Expectant parents are seeking legal advice over Mater Dei Hospital’s policy of forcibly separating COVID positive mothers from their newborns, protesting it goes against global health advice and tramples on their rights.
Since the start of the pandemic in March, 33 women who tested positive for the virus have been segregated from their babies after birth, following a policy to prevent transmission from mother to child, a health ministry spokesperson told Times of Malta.
“Mothers and neonates were separated until the mother was found to be negative for COVID. Most of these mothers were asymptomatic and rapidly became negative for SARS-CoV-2, so the separation from their neonates was minimal,” she said.
Family lawyer Robert Thake has been contacted by three expectant mothers, one of whom was calling on behalf of a group, for legal advice to contest the Mater Dei protocol.
He said that since the state of emergency had been revoked, the parents had a right “to take all decisions concerning their child.”
“The state cannot interfere with the enjoyment of this right unless such interference is considered to be legal, proportionate, or necessary in a democratic society,” he said.
He explained that since science lends support to parents’ concerns for wanting to keep their baby with them, there was no legal basis for the decision to be taken out of their hands.

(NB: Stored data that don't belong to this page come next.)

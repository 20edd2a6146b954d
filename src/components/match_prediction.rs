use yew::prelude::*;

use crate::components::toast::ToastKind;
use crate::mock_data::{COMMUNITY_SPLIT, TODAYS_MATCH};
use crate::prediction::{
    wheel_offset, wheel_rotation, Mode, PredictionForm, Team, MAX_SCORE,
};

const WHEEL_RADIUS: f64 = 78.0;

#[derive(Clone, Copy, PartialEq)]
struct WheelAccent {
    class: &'static str,
}

const HOME_ACCENT: WheelAccent = WheelAccent { class: "wheel-home" };
const AWAY_ACCENT: WheelAccent = WheelAccent { class: "wheel-away" };

#[derive(Properties, PartialEq)]
struct ScoreWheelProps {
    label: &'static str,
    selected: Option<u8>,
    accent: WheelAccent,
    on_select: Callback<u8>,
    on_nudge: Callback<bool>,
}

#[function_component(ScoreWheel)]
fn score_wheel(props: &ScoreWheelProps) -> Html {
    let rotation = wheel_rotation(props.selected);
    let current = props.selected.unwrap_or(0);
    let can_decrease = current > 0;
    let can_increase = current < MAX_SCORE;
    let rotation_style = format!(
        "transform: rotate({}deg); transition: transform 650ms cubic-bezier(0.22, 0.61, 0.36, 1);",
        rotation
    );

    let decrement = {
        let on_nudge = props.on_nudge.clone();
        Callback::from(move |_: MouseEvent| on_nudge.emit(false))
    };
    let increment = {
        let on_nudge = props.on_nudge.clone();
        Callback::from(move |_: MouseEvent| on_nudge.emit(true))
    };

    let status = match props.selected {
        Some(score) => format!("{} locked", score),
        None => "Waiting".to_string(),
    };

    html! {
        <div class={classes!("wheel-card", props.accent.class)}>
            <div class="wheel-header">
                <div>
                    <p class="wheel-eyebrow">{"Spin to set"}</p>
                    <p class="wheel-title">{format!("{} goals", props.label)}</p>
                </div>
                <div class="wheel-status">{status}</div>
            </div>
            <div class="wheel">
                <button
                    class="wheel-nudge wheel-minus"
                    onclick={decrement}
                    disabled={!can_decrease}
                    aria-label={format!("Decrease {} goals", props.label)}
                >
                    {"−"}
                </button>
                <button
                    class="wheel-nudge wheel-plus"
                    onclick={increment}
                    disabled={!can_increase}
                    aria-label={format!("Increase {} goals", props.label)}
                >
                    {"+"}
                </button>
                <div class="wheel-glow" style={rotation_style.clone()}></div>
                <div class="wheel-center">
                    <span class="wheel-center-caption">{"now"}</span>
                    <span class="wheel-center-score">
                        { props.selected.map(|s| s.to_string()).unwrap_or_else(|| "?".to_string()) }
                    </span>
                    <span class="wheel-center-caption">{"goals"}</span>
                </div>
                <div class="wheel-ring" style={rotation_style}>
                    { for (0..=MAX_SCORE).map(|score| {
                        let (x, y) = wheel_offset(score, WHEEL_RADIUS);
                        let is_selected = props.selected == Some(score);
                        let on_select = props.on_select.clone();
                        html! {
                            <button
                                key={score.to_string()}
                                class={classes!("wheel-option", is_selected.then(|| "selected"))}
                                aria-pressed={is_selected.to_string()}
                                aria-label={format!("{} {} goals", props.label, score)}
                                style={format!(
                                    "transform: translate(-50%, -50%) translate({}px, {}px) rotate({}deg);",
                                    x, y, -rotation
                                )}
                                onclick={Callback::from(move |_: MouseEvent| on_select.emit(score))}
                            >
                                { score.to_string() }
                            </button>
                        }
                    }) }
                </div>
            </div>
        </div>
    }
}

#[derive(Properties, PartialEq)]
pub struct MatchPredictionProps {
    pub on_toast: Callback<(ToastKind, String)>,
}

However, carrying out legal action was complicated by the particular circumstance women found themselves in, with a client of his deciding last minute to pull the plug on a prohibitory injunction, since among other considerations “she feared drawing the ire of the medical staff.”

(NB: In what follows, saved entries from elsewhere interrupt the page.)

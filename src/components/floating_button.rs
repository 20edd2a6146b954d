use yew::prelude::*;

use crate::config::DemoConfig;
use crate::hooks::use_chance_sequence;
use crate::sequence::{ChanceEvent, Outcome, Stage};

fn ball_animation(outcome: Outcome) -> &'static str {
    match outcome {
        Outcome::Goal => "animation: ball-to-goal 2.5s ease-in forwards;",
        Outcome::Miss => "animation: ball-near-miss 2.5s ease-in forwards;",
    }
}

fn render_event(event: &ChanceEvent) -> Html {
    let stage_view = match event.stage {
        Stage::Intro => html! {
            <div class="chance-center fade-in">
                <p class="chance-intro">{"Let's test your chance today!"}</p>
            </div>
        },
        Stage::Countdown => match event.countdown {
            // Keyed so the pop animation replays on every number.
            Some(n) => html! {
                <div class="chance-center">
                    <p key={n.to_string()} class="chance-countdown">{n.to_string()}</p>
                </div>
            },
            None => html! {},
        },
        Stage::Animation | Stage::Result => html! {
            <div class="chance-pitch">
                <div class="chance-goal-icon">{"🥅"}</div>
                <div class="chance-ball" style={ball_animation(event.outcome())}>{"⚽"}</div>
            </div>
        },
    };

    let result_view = match (event.stage, event.result) {
        (Stage::Result, Some(Outcome::Goal)) => html! {
            <div class="chance-center fade-in">
                <p class="chance-result goal">{"GOOOAAL! 🎉"}</p>
            </div>
        },
        (Stage::Result, Some(Outcome::Miss)) => html! {
            <div class="chance-center fade-in">
                <p class="chance-result miss">{"Sorry, try again! 😅"}</p>
            </div>
        },
        _ => html! {},
    };

    html! {
        <div key={event.id.to_string()}>
            <div class="chance-overlay fade-in"></div>
            { stage_view }
            { result_view }
        </div>
    }
}

#[function_component(FloatingButton)]
pub fn floating_button() -> Html {
    let config = use_context::<DemoConfig>().unwrap_or_default();
    let chance = use_chance_sequence(config.chance);
    let is_active = chance.view.is_active;

    let onclick = {
        let trigger = chance.trigger.clone();
        Callback::from(move |_: MouseEvent| trigger.emit(()))
    };

    html! {
        <>
            <style>
                {r#"
                    .chance-overlay {
                        position: fixed;
                        inset: 0;
                        background: rgba(0, 0, 0, 0.45);
                        backdrop-filter: blur(4px);
                        z-index: 40;
                    }
                    .chance-center {
                        position: fixed;
                        inset: 0;
                        display: flex;
                        align-items: center;
                        justify-content: center;
                        pointer-events: none;
                        z-index: 50;
                        text-align: center;
                    }
                    .chance-intro { font-size: 2.25rem; font-weight: 700; color: #60a5fa; }
                    .chance-countdown {
                        font-size: 200px;
                        line-height: 1;
                        font-weight: 900;
                        color: #60a5fa;
                        animation: countdown-pop 0.6s ease-out;
                    }
                    .chance-result { font-weight: 700; }
                    .chance-result.goal { font-size: 3.75rem; color: #4ade80; }
                    .chance-result.miss { font-size: 3rem; color: #f87171; }
                    .chance-pitch { position: fixed; inset: 0; pointer-events: none; z-index: 50; }
                    .chance-goal-icon {
                        position: fixed;
                        top: 10vh;
                        left: 50%;
                        transform: translateX(-50%);
                        font-size: 4rem;
                        animation: pulse 2s ease-in-out infinite;
                    }
                    .chance-ball { position: fixed; font-size: 2.25rem; transform: translate(-50%, 0); }
                    .floating-button {
                        position: fixed;
                        bottom: 2rem;
                        right: 2rem;
                        z-index: 40;
                        width: 4rem;
                        height: 4rem;
                        border: none;
                        background: none;
                        transition: transform 0.3s ease-out, opacity 0.3s;
                    }
                    .floating-button:hover:not(:disabled) { transform: scale(1.1); }
                    .floating-button:disabled { opacity: 0.5; cursor: not-allowed; }
                    .floating-button img { width: 100%; height: 100%; object-fit: contain; }
                    @keyframes ball-to-goal {
                        0% { left: calc(100vw - 32px); bottom: 32px; opacity: 1; }
                        30% { left: 50%; bottom: 40%; opacity: 1; }
                        70% { left: 50%; bottom: 65%; opacity: 1; }
                        100% { left: 50%; bottom: calc(100vh - 96px); opacity: 0; }
                    }
                    @keyframes ball-near-miss {
                        0% { left: calc(100vw - 32px); bottom: 32px; opacity: 1; }
                        25% { left: 50%; bottom: 35%; opacity: 1; }
                        60% { left: 45%; bottom: 60%; opacity: 1; }
                        80% { left: 25%; bottom: 55%; opacity: 1; }
                        100% { left: 10%; bottom: 70%; opacity: 0; }
                    }
                    @keyframes countdown-pop {
                        0% { transform: scale(0.5); opacity: 0; }
                        50% { transform: scale(1.1); opacity: 1; }
                        100% { transform: scale(1); opacity: 1; }
                    }
                "#}
            </style>
            { for chance.view.events.iter().map(render_event) }
            <button
                class="floating-button"
                onclick={onclick}
                disabled={is_active}
                aria-label="Test your chance"
            >
                <img src="/assets/floating_button.png" alt="Test your chance" />
            </button>
        </>
    }
}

The separation policy contradicts World Health Organization guidelines, which clearly advocate for contact between a COVID mother and her child.

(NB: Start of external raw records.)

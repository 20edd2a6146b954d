use crate::config::TypewriterTiming;
use crate::timing::{Machine, Step};

#[derive(Debug, Clone, Copy, PartialEq, Eq)]
pub enum TypeStep {
    Type,
    StartDeleting,
    Delete,
    NextPhrase,
}

/// Types a phrase out, holds it, deletes it, then moves on to the next one.
#[derive(Debug, Clone)]
pub struct Typewriter {
    phrases: &'static [&'static str],
    timing: TypewriterTiming,
    index: usize,
    shown: usize,
    deleting: bool,
}

impl Typewriter {
    pub fn new(phrases: &'static [&'static str], timing: TypewriterTiming) -> Self {
        Self {
            phrases,
            timing,
            index: 0,
            shown: 0,
            deleting: false,
        }
    }

    fn phrase(&self) -> &'static str {
        self.phrases.get(self.index).copied().unwrap_or("")
    }

    fn phrase_len(&self) -> usize {
        self.phrase().chars().count()
    }

    pub fn text(&self) -> String {
        self.phrase().chars().take(self.shown).collect()
    }

    pub fn phrase_index(&self) -> usize {
        self.index
    }

    pub fn is_deleting(&self) -> bool {
        self.deleting
    }
}

impl Machine for Typewriter {
    type Transition = TypeStep;

    fn next_step(&mut self) -> Option<Step<TypeStep>> {
        if self.phrases.is_empty() {
            return None;
        }
        let t = &self.timing;
        let step = match (self.deleting, self.shown) {
            (false, n) if n < self.phrase_len() => Step::new(t.type_ms, TypeStep::Type),
            (false, _) => Step::new(t.hold_ms, TypeStep::StartDeleting),
            (true, 0) => Step::new(t.delete_ms, TypeStep::NextPhrase),
            (true, _) => Step::new(t.delete_ms, TypeStep::Delete),
        };
        Some(step)
    }

    fn apply(&mut self, step: TypeStep) {
        match step {
            TypeStep::Type => self.shown = (self.shown + 1).min(self.phrase_len()),
            TypeStep::StartDeleting => self.deleting = true,
            TypeStep::Delete => self.shown = self.shown.saturating_sub(1),
            TypeStep::NextPhrase => {
                self.deleting = false;
                self.shown = 0;
                self.index = (self.index + 1) % self.phrases.len().max(1);
            }
        }
    }
}
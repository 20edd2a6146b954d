use yew::prelude::*;

use crate::config::{AlbumTiming, ChanceTiming, TypewriterTiming};
use crate::sequence::{AlbumCycle, ChanceEvent, ChanceSequence, ThreadRoll, Typewriter};
use crate::timing::{BrowserScheduler, Driver};

/// `true` while the hero album is open. Timers die with the component.
#[hook]
pub fn use_album_cycle(timing: AlbumTiming) -> bool {
    let is_open = use_state(|| false);

    {
        let is_open = is_open.clone();
        use_effect_with_deps(
            move |timing| {
                let setter = is_open.setter();
                let driver = Driver::start(
                    AlbumCycle::new(*timing),
                    BrowserScheduler,
                    move |album: &AlbumCycle| setter.set(album.is_open()),
                );
                move || drop(driver)
            },
            timing,
        );
    }

    *is_open
}

#[hook]
pub fn use_typewriter(phrases: &'static [&'static str], timing: TypewriterTiming) -> String {
    let text = use_state(String::new);

    {
        let text = text.clone();
        use_effect_with_deps(
            move |timing| {
                let setter = text.setter();
                let driver = Driver::start(
                    Typewriter::new(phrases, *timing),
                    BrowserScheduler,
                    move |tw: &Typewriter| setter.set(tw.text()),
                );
                move || drop(driver)
            },
            timing,
        );
    }

    (*text).clone()
}

#[derive(Clone, PartialEq, Default)]
pub struct ChanceView {
    pub events: Vec<ChanceEvent>,
    pub is_active: bool,
}

impl ChanceView {
    fn of(sequence: &ChanceSequence) -> Self {
        Self {
            events: sequence.events().to_vec(),
            is_active: sequence.is_active(),
        }
    }
}

pub struct ChanceHandle {
    pub view: ChanceView,
    pub trigger: Callback<()>,
}

/// The floating button's mini-game. `trigger` is a no-op while a run is live.
#[hook]
pub fn use_chance_sequence(timing: ChanceTiming) -> ChanceHandle {
    let view = use_state(ChanceView::default);
    let driver = use_mut_ref(|| None::<Driver<ChanceSequence, BrowserScheduler>>);

    {
        let view = view.clone();
        let driver = driver.clone();
        use_effect_with_deps(
            move |timing| {
                let setter = view.setter();
                *driver.borrow_mut() = Some(Driver::start(
                    ChanceSequence::new(*timing, ThreadRoll),
                    BrowserScheduler,
                    move |seq: &ChanceSequence| setter.set(ChanceView::of(seq)),
                ));
                move || {
                    let old = driver.borrow_mut().take();
                    drop(old);
                }
            },
            timing,
        );
    }

    let trigger = {
        let driver = driver.clone();
        Callback::from(move |_| {
            if let Some(driver) = driver.borrow().as_ref() {
                driver.update(|seq| seq.trigger().is_some());
            }
        })
    };

    ChanceHandle {
        view: (*view).clone(),
        trigger,
    }
}
use gloo_timers::callback::Timeout;

use super::Scheduler;

/// `setTimeout` on the page's event loop. `Timeout` clears itself on drop.
#[derive(Debug, Clone, Copy, Default, PartialEq)]
pub struct BrowserScheduler;

impl Scheduler for BrowserScheduler {
    type Handle = Timeout;

    fn schedule(&self, delay_ms: u32, task: Box<dyn FnOnce()>) -> Timeout {
        Timeout::new(delay_ms, move || task())
    }
}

Annalisa Debono, who has a background in litigation, said that had she tested positive in August before she gave birth she was prepared to legally contest the right to keep her baby, since science currently points to the benefits outweighing the risks.
She pointed to WHO advice that “children appear to be at low risk of COVID.”
The WHO has also said that “mother and infant should be enabled to remain together” to facilitate skin-to-skin contact which improves “thermoregulation, blood glucose control, and maternal-infant attachment, and decreases the risk in mortality and severe infection among low birth weight infants.”
Unless there is evidence that the child definitely benefits from the separation, parents should be given the choice over whether they want this to happen, Debono said.
“I believe that state interference in this matter goes against the EU convention of the right to family life. Unless there is a care order the parents have rights over children, which means that it should be the parents’ decision,” she said.
Last April, a health ministry spokesperson defended the protocol of separating COVID-19 mothers from their newborns, saying it was suited to the local context and in line with the US Centers for Disease Control and Prevention (CDC).
However, while the CDC recommends the temporary separation of COVID-19 separation of mother and baby, it also gives mothers the choice not to be separated if they decide against this.
“If rooming in is preferred by the mother or unavoidable due to facility limitations, steps to reduce risk are described,” it says.
According to the CDC, “current evidence suggests that the risk of a newborn getting COVID-19 from their mother is low, especially when the mother takes steps (such as wearing a mask and washing her hands) to prevent spread before and during care of the newborn.”
Questions sent to the health ministry on why such a separation policy is in place went unanswered at the time of writing.